Good and true love is all the more careful in its giving and embracing as the needs of your loved ones increase.
No good and honest doctor abandons his patients, nor complains and reproaches them that they are sick, nor that they need the care to regain their health. We cannot, as a family, allow an excellent doctor to defeat us in such a task. To love seriously, with light and mercy, invites more commitment. Never to abandon, never to reject, never to condemn people.
To embrace every family –to do so with the love, faith, and hope that the Gospel of the family demands– has a message for those who live together without marrying, for a married couple whose love has been dusty because of problems or routine, and for those whose love is sick.
Text
“The Gospel of the family also nourishes seeds that are still waiting to grow, and serves as the basis for caring for those plants that are wilting and must not be neglected.” (The Joy of Love, n.76)
Commentary
Perhaps unintentionally, at times, we may have felt “superior” for having a lovely family without serious problems. “Superior” with respect to other families in which the parents no longer live together, have divorced, or have remarried, or where relationships between the spouses are not going well. Perhaps if we have known or were friends with such families, we have distanced ourselves from them.
This attitude must be rectified.
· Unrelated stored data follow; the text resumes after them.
use crate::types::{KpiSet, Trend};
use crate::util::{format_int, format_pct};
use serde::Serialize;
use std::error::Error;
use tabled::{settings::Style, Table, Tabled};

pub fn write_csv<T: Serialize>(path: &str, rows: &[T]) -> Result<(), Box<dyn Error>> {
    let mut wtr = csv::Writer::from_path(path)?;
    for r in rows {
        wtr.serialize(r)?;
    }
    wtr.flush()?;
    Ok(())
}

pub fn write_json<T: Serialize>(path: &str, value: &T) -> Result<(), Box<dyn Error>> {
    let s = serde_json::to_string_pretty(value)?;
    std::fs::write(path, s)?;
    Ok(())
}

pub fn preview_table<T>(rows: &[T], max_rows: usize)
where
    T: Tabled + Clone,
{
    let slice: Vec<T> = rows.iter().cloned().take(max_rows).collect();
    if slice.is_empty() {
        println!("(no rows)\n");
        return;
    }
    let table_str = Table::new(slice).with(Style::markdown()).to_string();
    println!("{}\n", table_str);
}

/// Render the KPI card block the way the dashboard's metric row reads.
pub fn print_kpis(kpis: &KpiSet) {
    println!("Total cases:          {}", format_int(kpis.total_cases));
    println!(
        "Records analyzed:     {}",
        format_int(kpis.records_analyzed as u64)
    );
    println!(
        "Year range:           {}",
        match kpis.year_range {
            Some((min, max)) => format!("{}–{}", min, max),
            None => "N/A".to_string(),
        }
    );
    println!(
        "Top offense:          {}",
        kpis.top_article.as_deref().unwrap_or("N/A")
    );
    println!(
        "Top department:       {}",
        kpis.top_region.as_deref().unwrap_or("N/A")
    );
    println!("Trend:                {}", describe_trend(&kpis.trend));
}

pub fn describe_trend(trend: &Trend) -> String {
    match trend {
        Trend::Growth(p) => format!("growth ({})", format_pct(*p)),
        Trend::Decline(p) => format!("decline ({})", format_pct(*p)),
        Trend::Stable(p) => format!("stable ({})", format_pct(*p)),
        Trend::ExplosiveGrowth => "explosive growth".to_string(),
        Trend::InsufficientData => "insufficient data".to_string(),
    }
}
It is too similar to those who, when faced with the badly wounded on the margins of life, just continued walking. They were not the Good Samaritan. Every family in its particular history – also in its drifts, heartache, and shipwrecks – is looked upon with affection by God passing by, who is always merciful love and a Father who goes out to meet every prodigal son with open arms. He shows us what the Good Samaritan does, healing and caring for those whom so many thieves in life wound. For every person and family with problems, with disunity, thrown to the margins, there is a message of improvement, of more excellent health, and God embraces each one with tenderness.
If possible, we should get even closer to those families in need of more affection, help, and company; get physically closer and, above all, find support in constant prayer for the sacrifices required from us due to our love for them. Prayers and sacrifices? Yes, of course, so we draw the attention of all the saints in heaven to lend a hand in the case that interests us. Sacrifices are our concrete work in their favor, here and now; sacrifice is not the slaying of rams and the burning of calves.